HACCP: Not Just a Box to Tick
Anyone who handles food in a business context must comply with EU Regulation 852/2004. That means:
- A written HACCP self-monitoring manual tailored specifically to your business (not a copy of a neighbour's)
- Basic food-hygiene training for staff (8 hours) and a manager-level course (16–20 hours)
- Up-to-date records: fridge temperatures, goods-received logs, specialist-waste disposal
Lazio Region-approved HACCP courses in Rome are run by Confcommercio Roma, Confesercenti Roma, CNA Roma, the Rome Chamber of Commerce, and other accredited bodies. The basic course costs €80–200.
Mistakes to Avoid
- Opening without having filed the SCIA. Trading without a SCIA is illegal: fines of €5,000–€30,000, immediate closure, seizure of food products. There is no such thing as a "provisional opening".

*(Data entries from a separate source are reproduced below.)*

//! Advertising bearer emulated over UDP.
//!
//! Every datagram carries one advertising payload: an AD type byte followed
//! by the mesh message or beacon. Transmissions are repeated according to
//! the PDU's transmit state and go to every configured peer.

use bytes::{BufMut, Bytes, BytesMut};
use mesh_net::{BearerSink, Bearers, NetError, RelayQueue, SendToken, Transmit};
use std::net::SocketAddr;
use std::sync::atomic::{AtomicUsize, Ordering};
use std::sync::Arc;
use std::time::Duration;
use tokio::net::UdpSocket;
use tokio::sync::mpsc;
use tokio::task::JoinHandle;
use tracing::{debug, warn};

/// AD type of a mesh network PDU
pub const AD_MESH_MESSAGE: u8 = 0x2a;
/// AD type of a mesh beacon
pub const AD_MESH_BEACON: u8 = 0x2b;

const BEACON_SECURE_NETWORK: u8 = 0x01;

/// Bearer completion reported back to the stack
pub type SendReport = (SendToken, Result<(), NetError>);

/// Secure Network beacon
#[derive(Debug, Clone, Copy, PartialEq, Eq)]
pub struct SecureBeacon {
    pub flags: u8,
    pub net_id: [u8; 8],
    pub iv_index: u32,
    pub auth: [u8; 8],
}

impl SecureBeacon {
    const LEN: usize = 22;

    pub fn encode(&self) -> Bytes {
        let mut buf = BytesMut::with_capacity(Self::LEN);
        buf.put_u8(BEACON_SECURE_NETWORK);
        buf.put_u8(self.flags);
        buf.put_slice(&self.net_id);
        buf.put_u32(self.iv_index);
        buf.put_slice(&self.auth);
        buf.freeze()
    }

    pub fn decode(data: &[u8]) -> Option<Self> {
        if data.len() != Self::LEN || data[0] != BEACON_SECURE_NETWORK {
            return None;
        }
        let mut net_id = [0u8; 8];
        net_id.copy_from_slice(&data[2..10]);
        let mut iv = [0u8; 4];
        iv.copy_from_slice(&data[10..14]);
        let mut auth = [0u8; 8];
        auth.copy_from_slice(&data[14..22]);
        Some(Self {
            flags: data[1],
            net_id,
            iv_index: u32::from_be_bytes(iv),
            auth,
        })
    }
}

/// A received advertisement
#[derive(Debug, Clone, PartialEq, Eq)]
pub enum Frame {
    /// Network PDU
    Message(Bytes),
    /// Secure Network beacon
    Beacon(SecureBeacon),
}

/// Split a datagram into its AD type and payload
pub fn parse_frame(datagram: &[u8]) -> Option<Frame> {
    let (&ad_type, payload) = datagram.split_first()?;
    match ad_type {
        AD_MESH_MESSAGE if !payload.is_empty() => {
            Some(Frame::Message(Bytes::copy_from_slice(payload)))
        }
        AD_MESH_BEACON => SecureBeacon::decode(payload).map(Frame::Beacon),
        _ => None,
    }
}

fn frame(ad_type: u8, payload: &[u8]) -> Bytes {
    let mut buf = BytesMut::with_capacity(1 + payload.len());
    buf.put_u8(ad_type);
    buf.put_slice(payload);
    buf.freeze()
}

struct Outgoing {
    frame: Bytes,
    xmit: Transmit,
    token: Option<SendToken>,
}

/// Bearer sink writing to a UDP socket from a dedicated task
pub struct UdpBearer {
    queue: mpsc::UnboundedSender<Outgoing>,
    reports: mpsc::UnboundedSender<SendReport>,
    queued: Arc<AtomicUsize>,
    capacity: usize,
}

impl UdpBearer {
    /// Start the transmit task.
    ///
    /// Completions of tokened sends are posted to `reports`.
    pub fn spawn(
        socket: Arc<UdpSocket>,
        peers: Vec<SocketAddr>,
        capacity: usize,
        reports: mpsc::UnboundedSender<SendReport>,
    ) -> (Self, JoinHandle<()>) {
        let (queue, rx) = mpsc::unbounded_channel();
        let queued = Arc::new(AtomicUsize::new(0));
        let task = tokio::spawn(run(socket, peers, rx, queued.clone(), reports.clone()));
        let bearer = Self {
            queue,
            reports,
            queued,
            capacity,
        };
        (bearer, task)
    }

    /// Advertise a Secure Network beacon once
    pub fn send_beacon(&self, beacon: &SecureBeacon) -> Result<(), NetError> {
        self.enqueue(Outgoing {
            frame: frame(AD_MESH_BEACON, &beacon.encode()),
            xmit: Transmit::new(0, 10),
            token: None,
        })
    }

    fn enqueue(&self, out: Outgoing) -> Result<(), NetError> {
        self.queued.fetch_add(1, Ordering::Relaxed);
        self.queue.send(out).map_err(|_| {
            self.queued.fetch_sub(1, Ordering::Relaxed);
            NetError::Io("bearer stopped".to_string())
        })
    }
}

impl BearerSink for UdpBearer {
    fn send(
        &self,
        pdu: Bytes,
        bearers: Bearers,
        xmit: Transmit,
        token: Option<SendToken>,
    ) -> Result<(), NetError> {
        if !bearers.contains(Bearers::ADV) {
            // No GATT connections on this node
            if let Some(token) = token {
                self.reports
                    .send((token, Ok(())))
                    .map_err(|_| NetError::Io("driver stopped".to_string()))?;
            }
            return Ok(());
        }

        self.enqueue(Outgoing {
            frame: frame(AD_MESH_MESSAGE, &pdu),
            xmit,
            token,
        })
    }

    fn relay_queue(&self) -> RelayQueue {
        RelayQueue {
            stored: self.queued.load(Ordering::Relaxed),
            capacity: self.capacity,
        }
    }
}

async fn run(
    socket: Arc<UdpSocket>,
    peers: Vec<SocketAddr>,
    mut queue: mpsc::UnboundedReceiver<Outgoing>,
    queued: Arc<AtomicUsize>,
    reports: mpsc::UnboundedSender<SendReport>,
) {
    while let Some(out) = queue.recv().await {
        let result = transmit(&socket, &peers, &out).await;
        queued.fetch_sub(1, Ordering::Relaxed);
        if let Some(token) = out.token {
            if reports.send((token, result)).is_err() {
                break;
            }
        }
    }
    debug!("UDP bearer stopped");
}

async fn transmit(socket: &UdpSocket, peers: &[SocketAddr], out: &Outgoing) -> Result<(), NetError> {
    let count = out.xmit.count();
    let interval = Duration::from_millis(u64::from(out.xmit.interval_ms()));
    let mut delivered = peers.is_empty();

    for i in 0..=count {
        for peer in peers {
            match socket.send_to(&out.frame, peer).await {
                Ok(_) => delivered = true,
                Err(e) => warn!("Failed to send to {}: {}", peer, e),
            }
        }
        if i < count {
            tokio::time::sleep(interval).await;
        }
    }

    if delivered {
        Ok(())
    } else {
        Err(NetError::Io("no peer reachable".to_string()))
    }
}

#[cfg(test)]
mod tests {
    use super::*;

    #[test]
    fn test_beacon_frame() {
        let beacon = SecureBeacon {
            flags: 0x02,
            net_id: [1, 2, 3, 4, 5, 6, 7, 8],
            iv_index: 0x1234_5678,
            auth: [9; 8],
        };
        let datagram = frame(AD_MESH_BEACON, &beacon.encode());
        assert_eq!(datagram.len(), 23);
        assert_eq!(parse_frame(&datagram), Some(Frame::Beacon(beacon)));
    }

    #[test]
    fn test_parse_frame_rejects_unknown() {
        assert_eq!(parse_frame(&[]), None);
        assert_eq!(parse_frame(&[AD_MESH_MESSAGE]), None);
        assert_eq!(parse_frame(&[0x01, 0x02]), None);
        // Unprovisioned device beacon
        assert_eq!(parse_frame(&[AD_MESH_BEACON, 0x00, 0x01]), None);
        assert_eq!(
            parse_frame(&[AD_MESH_MESSAGE, 0xaa, 0xbb]),
            Some(Frame::Message(Bytes::from_static(&[0xaa, 0xbb])))
        );
    }

    #[tokio::test]
    async fn test_transmissions_reach_peer() {
        let socket = Arc::new(UdpSocket::bind("127.0.0.1:0").await.unwrap());
        let peer = UdpSocket::bind("127.0.0.1:0").await.unwrap();
        let (reports_tx, mut reports) = mpsc::unbounded_channel();
        let (bearer, _task) =
            UdpBearer::spawn(socket, vec![peer.local_addr().unwrap()], 8, reports_tx);

        bearer
            .send(
                Bytes::from_static(&[0x11, 0x22, 0x33]),
                Bearers::ALL,
                Transmit::new(1, 10),
                Some(SendToken(7)),
            )
            .unwrap();

        let mut buf = [0u8; 64];
        for _ in 0..2 {
            let (len, _) = peer.recv_from(&mut buf).await.unwrap();
            assert_eq!(&buf[..len], &[AD_MESH_MESSAGE, 0x11, 0x22, 0x33]);
        }

        let (token, result) = reports.recv().await.unwrap();
        assert_eq!(token, SendToken(7));
        assert!(result.is_ok());
        assert_eq!(bearer.relay_queue().stored, 0);
    }

    #[tokio::test]
    async fn test_gatt_only_completes_immediately() {
        let socket = Arc::new(UdpSocket::bind("127.0.0.1:0").await.unwrap());
        let (reports_tx, mut reports) = mpsc::unbounded_channel();
        let (bearer, _task) = UdpBearer::spawn(socket, Vec::new(), 8, reports_tx);

        bearer
            .send(Bytes::from_static(&[0x01]), Bearers::GATT, Transmit::default(), Some(SendToken(1)))
            .unwrap();
        let (token, result) = reports.recv().await.unwrap();
        assert_eq!(token, SendToken(1));
        assert!(result.is_ok());
    }
}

- Declaring a SAB qualification you don't actually hold. That constitutes making a false statement in a public document, and your licence will be revoked. The SUAP can verify real course enrolment.
- Signing the lease before checking the designated use. If the premises are classified A/10 (office use) you cannot open a restaurant there without a change of designated use — a process that takes time and money.
- Copying another business's HACCP manual. It must be tailored to your specific layout, your suppliers, and the types of food you handle.
- Forgetting the ASL health-start notification (NIA). Opening a food business without filing the NIA violates EU Regulation 852/2004 and leads to fines and closure.
Special Cases
Taking over an existing business: if you are buying a restaurant that is already operating, you file a SCIA di subingresso (transfer-of-business SCIA) together with the business-purchase agreement. The existing licence carries over.
Relocating to new premises: you need a transfer SCIA. Always check the designated use of the new address before you commit.
Refurbishment or expansion: if you change the floor area, internal layout, or type of activity, you must file a SCIA in variante (variation SCIA).
Outdoor seating and terraces: in addition to the SCIA you need a public-land-occupancy concession (occupazione del suolo pubblico) from the Polizia Locale Roma and must pay the CUP (Canone Unico Patrimoniale) fee.
Historic centre (Municipio I): specific restrictions apply to new openings in certain areas, the Soprintendenza (heritage authority) has rules on signage and shopfronts, and some types of business are banned outright. Check with the Municipio before proceeding.
Seasonal business: if you operate for a maximum of 180 consecutive days per year, you can state the specific period in your SCIA.
Official Sources
- Roma Capitale — SUAP
- Funzione Pubblica — Unified SCIA forms
- Ministry of Health — Food safety and HACCP
- ASL Roma 1
- Impresa in un giorno
Legal references: L. 241/1990 art. 19, D.Lgs. 222/2016, D.Lgs. 126/2016, D.Lgs. 59/2010, D.Lgs. 114/1998, L. 287/1991, Reg. CE 852/2004, DM 37/2008, DPR 151/2011.